Yesterday I got rather sidetracked by the Internet (as one does), and as a result finished up watching a movie on my TV, late in the evening. I have promised myself that I'll have a more productive day today, but I'm getting off to a poor start by writing about the time I wasted yesterday...
So there are two related threads here - the ship and the movie I watched. I'll start off with the ship.
I did some reading about the SS Normandie, a ship I recognise vaguely from old photos, but never really knew very much about. It really is a very odd story - sad, undoubtedly, and filled with some astonishing bad breaks and terrifying incompetence - if you are interested, you can find lots about it online, but here's a quick skim.
Built at St Nazaire, in Brittany, the
Normandie was launched in 1935; it was the biggest, fastest, most technically advanced, most luxurious passenger liner of its day, and this in an age when the big transatlantic liners were at their most prestigious. It's success was tempered a little by a shift in the market - by design, the
Normandie was heavily committed to catering for the very wealthy, and as the 1930s neared their end there was a big upsurge in demand for more economical travel, which gave the British Cunard ships an unassailable advantage.
After the attack on Pearl Harbour, since the USA was now at war with the Axis Powers, and France had become German-occupied territory, the Normandie, which was stranded in New York, was requisitioned by the US Navy (with the full co-operation of its owners), was renamed the USS Lafayette (see what they did there?), and after some dithering about, during which it was briefly proposed to make her into an aircraft carrier (the ship, you understand, was enormous), eventually a plan was produced to convert the vessel into a troopship.

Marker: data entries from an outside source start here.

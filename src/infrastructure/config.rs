use crate::domain::{
    config::{GlobalConfig, HelperConfig},
    error::{HelperError, HelperResult},
};
use std::fs;
use std::path::{Path, PathBuf};
use tracing::debug;

/// Names an explicit configuration file
pub const CONFIG_ENV: &str = "ANSIBLE_HELPER_CONFIG";
/// Overrides the saved session directory
pub const SESSION_DIR_ENV: &str = "helper_data_directory";

const PROJECT_CONFIG_FILE: &str = "ansible-helper.toml";
const DEFAULT_SESSION_DIR: &str = ".ansible-helper";

/// Configuration manager
pub struct ConfigManager {
    global_config_path: Option<PathBuf>,
    project_config_path: Option<PathBuf>,
    explicit_config_path: Option<PathBuf>,
}

impl ConfigManager {
    /// Create new configuration manager
    pub fn new() -> Self {
        Self {
            global_config_path: Self::get_global_config_path(),
            project_config_path: Self::find_project_config_path(),
            explicit_config_path: std::env::var_os(CONFIG_ENV)
                .filter(|v| !v.is_empty())
                .map(PathBuf::from),
        }
    }

    /// Load configuration from files
    ///
    /// An explicit file replaces both the global and project files. Otherwise
    /// a project file, when found, takes precedence over the global one.
    pub fn load_config(&self) -> HelperResult<HelperConfig> {
        if let Some(path) = &self.explicit_config_path {
            return self.load_config_from_path(path);
        }

        let mut config = HelperConfig::default();

        if let Some(global_path) = &self.global_config_path {
            if global_path.exists() {
                config = self.load_config_from_path(global_path)?;
            }
        }

        if let Some(project_path) = &self.project_config_path {
            config = self.load_config_from_path(project_path)?;
        }

        Ok(config)
    }

    /// Get global configuration path
    fn get_global_config_path() -> Option<PathBuf> {
        let config_dir = dirs::config_dir()?;
        Some(config_dir.join("ansible-helper").join("config.toml"))
    }

    /// Find project configuration path by walking up directory tree
    fn find_project_config_path() -> Option<PathBuf> {
        let current_dir = std::env::current_dir().ok()?;
        let mut path = current_dir.as_path();

        loop {
            let config_path = path.join(PROJECT_CONFIG_FILE);
            if config_path.is_file() {
                return Some(config_path);
            }

            path = path.parent()?;
        }
    }

    /// Load configuration from specific path
    pub fn load_config_from_path(&self, path: &Path) -> HelperResult<HelperConfig> {
        let content = fs::read_to_string(path).map_err(|e| HelperError::Config {
            message: format!("Failed to read config file {}: {}", path.display(), e),
        })?;

        let config = toml::from_str(&content).map_err(|e| HelperError::Config {
            message: format!("Failed to parse config file {}: {}", path.display(), e),
        })?;
        debug!("Loaded configuration from {}", path.display());
        Ok(config)
    }

    /// Saved session directory for this process
    pub fn session_dir(&self, config: &GlobalConfig) -> HelperResult<PathBuf> {
        resolve_session_dir(
            std::env::var(SESSION_DIR_ENV).ok(),
            config,
            dirs::home_dir(),
        )
    }
}

impl Default for ConfigManager {
    fn default() -> Self {
        Self::new()
    }
}

/// Environment first, then the config file, then `~/.ansible-helper`.
pub fn resolve_session_dir(
    env_value: Option<String>,
    config: &GlobalConfig,
    home: Option<PathBuf>,
) -> HelperResult<PathBuf> {
    if let Some(dir) = env_value.filter(|v| !v.is_empty()) {
        return Ok(PathBuf::from(dir));
    }

    if let Some(dir) = &config.session_dir {
        return Ok(dir.clone());
    }

    let home = home.ok_or_else(|| HelperError::Config {
        message: "Could not determine home directory".to_string(),
    })?;
    Ok(home.join(DEFAULT_SESSION_DIR))
}

/// Split the configured playbook command into program and arguments.
pub fn playbook_command(config: &GlobalConfig) -> HelperResult<Vec<String>> {
    let words = shell_words::split(&config.playbook_command).map_err(|e| HelperError::Config {
        message: format!("Invalid playbook_command '{}': {}", config.playbook_command, e),
    })?;

    if words.is_empty() {
        return Err(HelperError::Config {
            message: "playbook_command is empty".to_string(),
        });
    }
    Ok(words)
}
// Ansible configuration lookup - only `vault_password_file` is read
use crate::domain::error::{HelperError, HelperResult};
use std::fs;
use std::path::{Path, PathBuf};
use tracing::debug;

const ANSIBLE_CONFIG_ENV: &str = "ANSIBLE_CONFIG";
const VAULT_PASSWORD_KEY: &str = "vault_password_file";

/// ansible.cfg locations in the order Ansible searches them.
pub fn config_candidates() -> Vec<PathBuf> {
    let mut candidates = Vec::new();
    if let Some(path) = std::env::var_os(ANSIBLE_CONFIG_ENV).filter(|v| !v.is_empty()) {
        candidates.push(PathBuf::from(path));
    }
    candidates.push(PathBuf::from("ansible.cfg"));
    if let Some(home) = dirs::home_dir() {
        candidates.push(home.join(".ansible.cfg"));
    }
    candidates.push(PathBuf::from("/etc/ansible/ansible.cfg"));
    candidates
}

/// Vault password file named by the first ansible.cfg found, if it exists.
pub fn find_vault_password_file() -> HelperResult<Option<PathBuf>> {
    let Some(config) = config_candidates().into_iter().find(|p| p.exists()) else {
        return Ok(None);
    };

    let content = fs::read_to_string(&config).map_err(|e| HelperError::Config {
        message: format!("Could not read ansible config file {}: {}", config.display(), e),
    })?;

    let found = vault_password_file(&content).filter(|path| path.exists());
    debug!(
        "Ansible config {}: vault password file {:?}",
        config.display(),
        found
    );
    Ok(found)
}

/// Value of `vault_password_file` in ansible.cfg text. Spaces are ignored.
pub fn vault_password_file(content: &str) -> Option<PathBuf> {
    content
        .lines()
        .map(|line| line.replace(' ', ""))
        .filter(|line| !line.starts_with('#') && !line.starts_with(';'))
        .find_map(|line| {
            let (key, value) = line.split_once('=')?;
            (key == VAULT_PASSWORD_KEY && !value.is_empty()).then(|| expand_home(value))
        })
}

fn expand_home(value: &str) -> PathBuf {
    match (value.strip_prefix("~/"), dirs::home_dir()) {
        (Some(rest), Some(home)) => home.join(rest),
        _ => Path::new(value).to_path_buf(),
    }
}

#[cfg(test)]
mod tests {
    use super::*;

    #[test]
    fn test_vault_password_file() {
        let content = "[defaults]\ninventory = hosts\nvault_password_file = /etc/ansible/vault.txt\n";
        assert_eq!(
            vault_password_file(content),
            Some(PathBuf::from("/etc/ansible/vault.txt"))
        );
    }

    #[test]
    fn test_commented_vault_password_file() {
        let content = "[defaults]\n# vault_password_file = /etc/vault\n; vault_password_file=/x\n";
        assert_eq!(vault_password_file(content), None);
    }

    #[test]
    fn test_blank_lines_do_not_stop_the_scan() {
        let content = "[defaults]\n\nvault_password_file=/opt/vault\n";
        assert_eq!(vault_password_file(content), Some(PathBuf::from("/opt/vault")));
    }

    #[test]
    fn test_candidates_end_with_system_config() {
        let candidates = config_candidates();
        assert_eq!(
            candidates.last(),
            Some(&PathBuf::from("/etc/ansible/ansible.cfg"))
        );
        assert!(candidates.contains(&PathBuf::from("ansible.cfg")));
    }
}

Conversion work was rather rushed, trying to meet a very ambitious commissioning date, and on 9th February 1942 the ship caught fire, at the refit berth at Pier 188, Brooklyn. Sparks from a welding torch set alight a store of kapok-filled life-jackets which were in a passenger saloon, the fire spread rapidly, as a result of inflammable varnished wood panelling not having yet been removed, and, helped by a stiff northeasterly breeze, which blew the blaze along the length of the ship, within about an hour, the three upper decks were engulfed from end to end.
The ship was equipped with a sophisticated fire-fighting system, and lots of appropriate equipment, but the system had been disabled and most of the equipment removed. Further, the NYCFD's hoses did not fit the ship's French connectors. Some valiant, though hopeless, efforts were improvised to fight the conflagration. As water was pumped in from shore-based fire tenders and the port's fire-boats, the ship began to settle in the dock, and took on a list to seaward.

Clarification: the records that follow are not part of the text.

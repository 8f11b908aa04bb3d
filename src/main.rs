// Ansible Helper - Interactive front-end for ansible-playbook
use ansible_helper::cli::{self, ConsoleWriter, OutputFormat, OutputWriter};
use ansible_helper::HelperError;
use std::process::ExitCode;

fn main() -> ExitCode {
    match cli::run(std::env::args_os().collect()) {
        Ok(code) => ExitCode::from(u8::try_from(code).unwrap_or(1)),
        Err(HelperError::Cli(e)) => e.exit(),
        Err(e) => {
            let _ = ConsoleWriter::new(OutputFormat::Text).write_error(&e.to_string());
            ExitCode::from(1)
        }
    }
}
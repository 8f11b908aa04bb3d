// CLI module - Command line interface
pub mod args;
pub mod commands;
pub mod output;

pub use args::{Args, Mode, OutputFormat, ParsedArgs};
pub use commands::{execute, run, HelperContext};
pub use output::{ConsoleWriter, OutputWriter};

The Normandie's designer was present in New York, since he had been involved in discussions of the refit. He arrived at the dock, with a plan to save the ship, but the harbour police refused him entry. His idea was to go on board, open the sea-cocks to flood the lower hull, allowing the vessel to settle the few feet to the bottom of the dock, which would enable the fire to be put out without risk of capsizing. The Navy commander on the spot, Admiral Adolphus Andrews, rejected this idea.

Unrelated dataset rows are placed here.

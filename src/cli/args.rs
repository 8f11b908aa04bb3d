use crate::core::command::RunOptions;
use crate::core::registry::{ParameterRegistry, HELPER_ONLY_PARAMETERS};
use crate::domain::error::{HelperError, HelperResult};
use clap::parser::ValueSource;
use clap::{Arg, ArgAction, ArgMatches, CommandFactory, FromArgMatches, Parser, ValueEnum};
use std::ffi::OsString;
use std::path::PathBuf;

const VARIABLE_ID_PREFIX: &str = "var:";
const VARIABLE_HEADING: &str = "Playbook variables";
// Given alongside --print and --list without breaking "used alone"
const UNCOUNTED_IDS: [&str; 2] = ["playbook", "output"];

/// Command line arguments for the ansible helper
#[derive(Parser, Debug)]
#[command(
    name = "ansible-helper",
    version = env!("CARGO_PKG_VERSION"),
    about = "Run Ansible playbooks with saved and command line variables",
    long_about = "Run Ansible playbooks with saved and command line variables.\n\n\
                  Playbook variables are declared with `# var:<name>` comments in the playbook \
                  and become `--<name> <value>` options. Answers can be saved under a key and \
                  read back on later runs.",
    override_usage = "ansible-helper <PLAYBOOK> [-p | -l | -s KEY | -r KEY] [-c] [-d] [--<VARIABLE> <VALUE>]...",
    disable_help_flag = true,
    disable_version_flag = true
)]
pub struct Args {
    /// Playbook to run, always the first argument
    pub playbook: PathBuf,

    /// Run the playbook in check mode
    #[arg(short = 'c', long)]
    pub check: bool,

    /// Print every accepted option and exit
    #[arg(short = 'p', long)]
    pub print: bool,

    /// Verbose playbook output and print the command before running it
    #[arg(short = 'd', long)]
    pub debug: bool,

    /// List sessions saved for this playbook
    #[arg(short = 'l', long)]
    pub list: bool,

    /// Print help
    #[arg(short = '?', long, action = ArgAction::Help)]
    #[allow(dead_code)]
    help: Option<bool>,

    /// Prompt for a password passed as `ask_password`
    #[arg(short = 'a', long)]
    pub ask: bool,

    /// Minimal playbook output
    #[arg(short = 'q', long)]
    pub quiet: bool,

    /// Ask for the vault password
    #[arg(short = 'v', long)]
    pub vault: bool,

    /// Save answers for the playbook variables under KEY
    #[arg(short = 's', long, value_name = "KEY")]
    pub save: Option<String>,

    /// Read saved answers from KEY before applying command line variables
    #[arg(short = 'r', long, value_name = "KEY")]
    pub read: Option<String>,

    /// Run against a single host instead of the inventory
    #[arg(short = 'h', long, value_name = "HOST")]
    pub host: Option<String>,

    /// Print the value of a gathered fact
    #[arg(short = 'f', long, value_name = "FACT")]
    pub fact: Option<String>,

    /// Encrypted variables file, implies --vault
    #[arg(short = 'e', long, value_name = "FILE")]
    pub cryptfile: Option<PathBuf>,

    /// Variable holding the vault password, passed as `password_var`, implies --vault
    #[arg(short = 'P', long, value_name = "NAME")]
    pub passvar: Option<String>,

    /// Output format for --print and --list
    #[arg(short = 'o', long, value_enum, default_value = "text")]
    pub output: OutputFormat,

    /// Print version
    #[arg(short = 'V', long, action = ArgAction::Version)]
    #[allow(dead_code)]
    version: Option<bool>,
}

/// Output format options
#[derive(ValueEnum, Debug, Clone, Default, PartialEq, Eq)]
pub enum OutputFormat {
    /// Human-readable text output
    #[default]
    Text,
    /// JSON output
    Json,
    /// Table output
    Table,
}

/// What a run does
#[derive(Debug, Clone, PartialEq, Eq)]
pub enum Mode {
    Print,
    List,
    Save(String),
    Run,
}

impl Args {
    pub fn mode(&self) -> Mode {
        if self.print {
            Mode::Print
        } else if self.list {
            Mode::List
        } else if let Some(key) = &self.save {
            Mode::Save(key.clone())
        } else {
            Mode::Run
        }
    }

    pub fn run_options(&self) -> RunOptions {
        RunOptions {
            check: self.check,
            debug: self.debug,
            quiet: self.quiet,
            vault: self.vault || self.cryptfile.is_some() || self.passvar.is_some(),
            ask: self.ask,
            host: self.host.clone(),
            fact: self.fact.clone(),
            cryptfile: self.cryptfile.clone(),
        }
    }
}

/// Parsed command line
#[derive(Debug)]
pub struct ParsedArgs {
    pub args: Args,
    /// Playbook variables given on the command line, in declaration order
    pub overrides: Vec<(String, String)>,
    /// Long names of every option given on the command line
    pub explicit: Vec<String>,
}

/// The helper's parser extended with one `--<name>` option per playbook variable.
///
/// A variable named like a flag in `HELPER_ONLY_PARAMETERS` takes over its
/// long form; the flag keeps its short form.
pub fn build_command(registry: &ParameterRegistry) -> clap::Command {
    let command = HELPER_ONLY_PARAMETERS
        .iter()
        .filter(|name| registry.get(name).map_or(false, |d| d.is_variable()))
        .fold(Args::command(), |command, name| {
            command.mut_arg(*name, |arg| arg.long(None::<&'static str>))
        });

    registry
        .variables()
        .fold(command, |command, declaration| {
            command.arg(
                Arg::new(format!("{}{}", VARIABLE_ID_PREFIX, declaration.name))
                    .long(declaration.name.clone())
                    .value_name("VALUE")
                    .help(format!("Value for the playbook variable {}", declaration.name))
                    .help_heading(VARIABLE_HEADING)
                    .action(ArgAction::Set),
            )
        })
}

/// Parse `argv` (program name first) against the registry.
pub fn parse_from<I, T>(registry: &ParameterRegistry, argv: I) -> HelperResult<ParsedArgs>
where
    I: IntoIterator<Item = T>,
    T: Into<OsString> + Clone,
{
    let command = build_command(registry);
    let argument_ids: Vec<String> = command
        .get_arguments()
        .map(|arg| arg.get_id().as_str().to_string())
        .collect();
    let matches = command.try_get_matches_from(argv)?;
    let args = Args::from_arg_matches(&matches)?;

    let overrides = registry
        .variables()
        .filter_map(|declaration| {
            let id = format!("{}{}", VARIABLE_ID_PREFIX, declaration.name);
            matches
                .get_one::<String>(&id)
                .map(|value| (declaration.name.clone(), value.clone()))
        })
        .collect();

    let explicit = explicit_options(&matches, &argument_ids);
    let parsed = ParsedArgs {
        args,
        overrides,
        explicit,
    };
    parsed.check_standalone()?;
    Ok(parsed)
}

/// Options given on the command line. Group ids such as the derived `Args`
/// group are reported by `ids()` too and are left out.
fn explicit_options(matches: &ArgMatches, argument_ids: &[String]) -> Vec<String> {
    matches
        .ids()
        .map(|id| id.as_str())
        .filter(|id| argument_ids.iter().any(|a| a == id))
        .filter(|id| !UNCOUNTED_IDS.contains(id))
        .filter(|id| matches.value_source(id) == Some(ValueSource::CommandLine))
        .map(|id| id.trim_start_matches(VARIABLE_ID_PREFIX).to_string())
        .collect()
}

impl ParsedArgs {
    /// `--print`, `--list` and `--save` can not be combined with other options.
    fn check_standalone(&self) -> HelperResult<()> {
        if self.explicit.len() <= 1 {
            return Ok(());
        }

        let standalone = [("print", "Print"), ("list", "List"), ("save", "Save")];
        for (name, label) in standalone {
            if self.explicit.iter().any(|e| e == name) {
                return Err(HelperError::Usage(format!(
                    "{} option can not be combined with other options",
                    label
                )));
            }
        }
        Ok(())
    }
}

The authorities eventually declared that the fire was under control, and rescue operations ceased, but some 6,000 tons of water had been pumped on board. Continuing entry of water below the surface resulted in the vessel capsizing later on that night. This had been a major emergency - many individuals were injured, and there was one death. Andrews placed a complete shut-down on all reporting - no press were allowed anywhere near the scene.
Later there were a number of proposal for projects to restore the vessel in some form, but after a lot of wasted time and expenditure the ideas were axed, and the hulk was scrapped in 1946. Since then there have been many theories suggesting mob involvement and so on - interesting, but I'll spare you all that.
While I was reading about this, I learned that the capsized vessel appears in the 1942 Alfred Hitchcock movie, Saboteur. Now, as it happens, I have a big box set of Hitchcock films, which one of my sons gave me for Xmas some years ago, and I was pretty sure this one is included. It is.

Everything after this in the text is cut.